Where in the data does the word "DateTime" appear? Find those lines and copy them.
(The input)
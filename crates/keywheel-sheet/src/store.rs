//! Object transfer trait and the checkpointing document handle.

use async_trait::async_trait;
use tracing::debug;
use url::Url;

use crate::error::{SheetError, SheetResult};
use crate::workbook::Workbook;

/// Location of the registry document in an object store.
#[derive(Debug, Clone, PartialEq, Eq)]
pub struct Locator {
    bucket: String,
    key: String,
}

impl Locator {
    /// Parse an `s3://bucket/key` URL.
    pub fn parse(url: &str) -> SheetResult<Self> {
        let parsed = Url::parse(url).map_err(|e| SheetError::InvalidLocator {
            url: url.to_string(),
            reason: e.to_string(),
        })?;
        if parsed.scheme() != "s3" {
            return Err(SheetError::InvalidLocator {
                url: url.to_string(),
                reason: format!("expected s3:// scheme, got {}://", parsed.scheme()),
            });
        }
        let bucket = parsed
            .host_str()
            .filter(|h| !h.is_empty())
            .ok_or_else(|| SheetError::InvalidLocator {
                url: url.to_string(),
                reason: "missing bucket".to_string(),
            })?
            .to_string();
        let key = parsed.path().trim_start_matches('/').to_string();
        if key.is_empty() {
            return Err(SheetError::InvalidLocator {
                url: url.to_string(),
                reason: "missing object key".to_string(),
            });
        }
        Ok(Self { bucket, key })
    }

    /// Bucket component.
    #[must_use]
    pub fn bucket(&self) -> &str {
        &self.bucket
    }

    /// Object key component.
    #[must_use]
    pub fn key(&self) -> &str {
        &self.key
    }
}

impl std::fmt::Display for Locator {
    fn fmt(&self, f: &mut std::fmt::Formatter<'_>) -> std::fmt::Result {
        write!(f, "s3://{}/{}", self.bucket, self.key)
    }
}

/// Byte-level transfer of the registry document.
///
/// The rotation engine calls `fetch` once per run and `store` once per
/// checkpoint; implementations hold no document state of their own.
#[async_trait]
pub trait ObjectStore: Send + Sync {
    /// Fetch the object's bytes.
    async fn fetch(&self, locator: &Locator) -> SheetResult<Vec<u8>>;

    /// Store the object's bytes, replacing any previous version.
    async fn store(&self, locator: &Locator, bytes: Vec<u8>) -> SheetResult<()>;
}

#[async_trait]
impl<S: ObjectStore + ?Sized> ObjectStore for std::sync::Arc<S> {
    async fn fetch(&self, locator: &Locator) -> SheetResult<Vec<u8>> {
        (**self).fetch(locator).await
    }

    async fn store(&self, locator: &Locator, bytes: Vec<u8>) -> SheetResult<()> {
        (**self).store(locator, bytes).await
    }
}

/// A workbook bound to its object-store location.
///
/// `load` parses the current remote document; `checkpoint` durably writes a
/// full serialized copy. A returned `Ok` from `checkpoint` is the durability
/// guarantee the rotation engine sequences on.
pub struct DocumentHandle<S> {
    store: S,
    locator: Locator,
}

impl<S: ObjectStore> DocumentHandle<S> {
    /// Bind a transfer backend to a document locator.
    pub fn new(store: S, locator: Locator) -> Self {
        Self { store, locator }
    }

    /// The bound document location.
    #[must_use]
    pub fn locator(&self) -> &Locator {
        &self.locator
    }

    /// Fetch and parse the document.
    pub async fn load(&self) -> SheetResult<Workbook> {
        let bytes = self.store.fetch(&self.locator).await?;
        debug!(locator = %self.locator, bytes = bytes.len(), "loaded registry document");
        Workbook::from_bytes(&bytes)
    }

    /// Serialize and durably store the document.
    pub async fn checkpoint(&self, workbook: &Workbook) -> SheetResult<()> {
        let bytes = workbook.to_bytes()?;
        let len = bytes.len();
        self.store.store(&self.locator, bytes).await?;
        debug!(locator = %self.locator, bytes = len, "checkpointed registry document");
        Ok(())
    }
}

#[cfg(test)]
mod tests {
    use super::*;

    #[test]
    fn parse_valid_locator() {
        let locator = Locator::parse("s3://accounts-bucket/rotation/registry.json").unwrap();
        assert_eq!(locator.bucket(), "accounts-bucket");
        assert_eq!(locator.key(), "rotation/registry.json");
        assert_eq!(
            locator.to_string(),
            "s3://accounts-bucket/rotation/registry.json"
        );
    }

    #[test]
    fn parse_rejects_non_s3_scheme() {
        let err = Locator::parse("https://bucket/key").unwrap_err();
        assert!(err.to_string().contains("s3://"));
    }

    #[test]
    fn parse_rejects_missing_key() {
        assert!(Locator::parse("s3://bucket").is_err());
        assert!(Locator::parse("s3://bucket/").is_err());
    }

    #[test]
    fn parse_rejects_garbage() {
        assert!(Locator::parse("not a url").is_err());
    }
}
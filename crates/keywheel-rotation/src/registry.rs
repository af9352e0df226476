//! Registry sheet view.
//!
//! The registry sheet is system-owned: exactly four columns laid out per the
//! configured [`ColumnLayout`], one header row, one managed account per data
//! row. Unlike the roster, any structural problem here is corruption and
//! fatal for the run.

use chrono::{DateTime, Utc};

use keywheel_core::types::format_timestamp;
use keywheel_core::{ColumnLayout, ManagedEntry, RegistryColumn, RotationMarker};
use keywheel_sheet::Workbook;

use crate::error::{RotationError, RotationResult};

/// Number of header rows on the registry sheet.
pub const HEADER_ROWS: usize = 1;

/// Validate the registry sheet's structure: present, non-empty, exactly the
/// four expected headings in the layout's physical order.
pub fn validate(workbook: &Workbook, sheet: &str, layout: &ColumnLayout) -> RotationResult<()> {
    if !workbook.has_sheet(sheet) {
        return Err(RotationError::MissingSheet {
            sheet: sheet.to_string(),
        });
    }
    let rows = workbook.rows(sheet)?;
    let header = rows.first().ok_or_else(|| RotationError::SheetFormat {
        sheet: sheet.to_string(),
        reason: "sheet is empty; it must include a header row".to_string(),
    })?;

    let expected = layout.header_row();
    if header.len() != expected.len() {
        return Err(RotationError::SheetFormat {
            sheet: sheet.to_string(),
            reason: format!(
                "expected {} columns, found {}",
                expected.len(),
                header.len()
            ),
        });
    }
    for (index, (got, want)) in header.iter().zip(&expected).enumerate() {
        if got != want {
            return Err(RotationError::SheetFormat {
                sheet: sheet.to_string(),
                reason: format!("expected heading {want:?} in column {index}, found {got:?}"),
            });
        }
    }
    Ok(())
}

/// Load all managed entries, with their current sheet positions.
pub fn load_entries(
    workbook: &Workbook,
    sheet: &str,
    layout: &ColumnLayout,
) -> RotationResult<Vec<ManagedEntry>> {
    let rows = workbook.rows(sheet)?;

    let mut entries = Vec::new();
    for (offset, row) in rows[HEADER_ROWS.min(rows.len())..].iter().enumerate() {
        let position = offset + HEADER_ROWS;
        let cell = |column: RegistryColumn| -> RotationResult<&str> {
            row.get(layout.index(column))
                .map(String::as_str)
                .ok_or_else(|| RotationError::RegistryFormat {
                    sheet: sheet.to_string(),
                    row: position,
                    reason: format!("missing {column} column"),
                })
        };

        let username = cell(RegistryColumn::User)?;
        if username.is_empty() {
            return Err(RotationError::RegistryFormat {
                sheet: sheet.to_string(),
                row: position,
                reason: "empty username".to_string(),
            });
        }
        let last_rotated = RotationMarker::parse(cell(RegistryColumn::Timestamp)?).map_err(|e| {
            RotationError::RegistryFormat {
                sheet: sheet.to_string(),
                row: position,
                reason: e.to_string(),
            }
        })?;

        entries.push(ManagedEntry {
            username: username.to_string(),
            current_credential: cell(RegistryColumn::Credential)?.to_string(),
            previous_credential: cell(RegistryColumn::Previous)?.to_string(),
            last_rotated,
            position,
        });
    }
    Ok(entries)
}

/// Append a newly managed account: current and previous credential both set
/// to the roster password, rotation forced on the next pass.
pub fn append_entry(
    workbook: &mut Workbook,
    sheet: &str,
    layout: &ColumnLayout,
    username: &str,
    password: &str,
) -> RotationResult<()> {
    let row = layout.build_row(
        username.to_lowercase(),
        password.to_string(),
        password.to_string(),
        RotationMarker::ForceNow.to_cell_value(),
    );
    workbook.append_row(sheet, row)?;
    Ok(())
}

/// Record a successful rotation on an entry's row: the old current
/// credential moves to the previous column, the new credential and the
/// rotation time are written.
pub fn record_rotation(
    workbook: &mut Workbook,
    sheet: &str,
    layout: &ColumnLayout,
    position: usize,
    new_credential: &str,
    rotated_at: DateTime<Utc>,
) -> RotationResult<()> {
    let current = workbook
        .cell(sheet, layout.index(RegistryColumn::Credential), position)?
        .unwrap_or_default()
        .to_string();
    workbook.set_cell(
        sheet,
        layout.index(RegistryColumn::Previous),
        position,
        current,
    )?;
    workbook.set_cell(
        sheet,
        layout.index(RegistryColumn::Credential),
        position,
        new_credential,
    )?;
    workbook.set_cell(
        sheet,
        layout.index(RegistryColumn::Timestamp),
        position,
        format_timestamp(rotated_at),
    )?;
    Ok(())
}

/// Re-sort the registry's data rows ascending by username.
pub fn sort_by_username(
    workbook: &mut Workbook,
    sheet: &str,
    layout: &ColumnLayout,
) -> RotationResult<()> {
    workbook.sort_data_rows(sheet, HEADER_ROWS, layout.index(RegistryColumn::User))?;
    Ok(())
}

#[cfg(test)]
mod tests {
    use super::*;
    use chrono::TimeZone;

    fn layout() -> ColumnLayout {
        ColumnLayout::standard()
    }

    fn registry_workbook() -> Workbook {
        let mut wb = Workbook::new();
        wb.insert_sheet(
            "Registry",
            vec![
                layout().header_row(),
                vec![
                    "ben".into(),
                    "pw-ben".into(),
                    "pw-ben-old".into(),
                    "2025-05-01T00:00:00Z".into(),
                ],
                vec![
                    "leslie".into(),
                    "pw-les".into(),
                    "pw-les".into(),
                    "Rotate Now".into(),
                ],
            ],
        );
        wb
    }

    #[test]
    fn validate_accepts_well_formed_sheet() {
        validate(&registry_workbook(), "Registry", &layout()).unwrap();
    }

    #[test]
    fn validate_rejects_wrong_column_count() {
        let mut wb = Workbook::new();
        wb.insert_sheet("Registry", vec![vec!["User".into(), "Password".into()]]);
        let err = validate(&wb, "Registry", &layout()).unwrap_err();
        assert!(matches!(err, RotationError::SheetFormat { .. }));
    }

    #[test]
    fn validate_rejects_misplaced_heading() {
        let mut wb = Workbook::new();
        wb.insert_sheet(
            "Registry",
            vec![vec![
                "Password".into(),
                "User".into(),
                "Previous Password".into(),
                "Last Rotated".into(),
            ]],
        );
        let err = validate(&wb, "Registry", &layout()).unwrap_err();
        assert!(err.to_string().contains("expected heading"));
    }

    #[test]
    fn load_entries_reads_markers_and_positions() {
        let entries = load_entries(&registry_workbook(), "Registry", &layout()).unwrap();
        assert_eq!(entries.len(), 2);

        assert_eq!(entries[0].username, "ben");
        assert_eq!(entries[0].position, 1);
        let expected = Utc.with_ymd_and_hms(2025, 5, 1, 0, 0, 0).unwrap();
        assert_eq!(entries[0].last_rotated, RotationMarker::At(expected));

        assert_eq!(entries[1].username, "leslie");
        assert!(entries[1].last_rotated.is_forced());
    }

    #[test]
    fn corrupt_timestamp_is_fatal() {
        let mut wb = registry_workbook();
        wb.set_cell("Registry", 3, 1, "not-a-time").unwrap();
        let err = load_entries(&wb, "Registry", &layout()).unwrap_err();
        assert!(matches!(
            err,
            RotationError::RegistryFormat { row: 1, .. }
        ));
    }

    #[test]
    fn short_row_is_fatal() {
        let mut wb = registry_workbook();
        wb.append_row("Registry", vec!["chuck".into(), "pw".into()])
            .unwrap();
        let err = load_entries(&wb, "Registry", &layout()).unwrap_err();
        assert!(err.to_string().contains("missing"));
    }

    #[test]
    fn append_entry_applies_new_account_invariant() {
        let mut wb = registry_workbook();
        append_entry(&mut wb, "Registry", &layout(), "James", "pw-james").unwrap();

        let entries = load_entries(&wb, "Registry", &layout()).unwrap();
        let james = entries.last().unwrap();
        assert_eq!(james.username, "james");
        assert_eq!(james.current_credential, "pw-james");
        assert_eq!(james.previous_credential, "pw-james");
        assert!(james.last_rotated.is_forced());
    }

    #[test]
    fn record_rotation_moves_current_to_previous() {
        let mut wb = registry_workbook();
        let rotated_at = Utc.with_ymd_and_hms(2025, 7, 1, 9, 0, 0).unwrap();
        record_rotation(&mut wb, "Registry", &layout(), 1, "pw-ben-new", rotated_at).unwrap();

        let entries = load_entries(&wb, "Registry", &layout()).unwrap();
        assert_eq!(entries[0].current_credential, "pw-ben-new");
        assert_eq!(entries[0].previous_credential, "pw-ben");
        assert_eq!(entries[0].last_rotated, RotationMarker::At(rotated_at));
    }

    #[test]
    fn sort_orders_data_rows_by_username() {
        let mut wb = registry_workbook();
        append_entry(&mut wb, "Registry", &layout(), "alice", "pw").unwrap();
        sort_by_username(&mut wb, "Registry", &layout()).unwrap();

        let entries = load_entries(&wb, "Registry", &layout()).unwrap();
        let names: Vec<&str> = entries.iter().map(|e| e.username.as_str()).collect();
        assert_eq!(names, vec!["alice", "ben", "leslie"]);
    }
}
(End The input)
• _Response_:
use chrono::{DateTime, Utc};
    rotated_at: DateTime<Utc>,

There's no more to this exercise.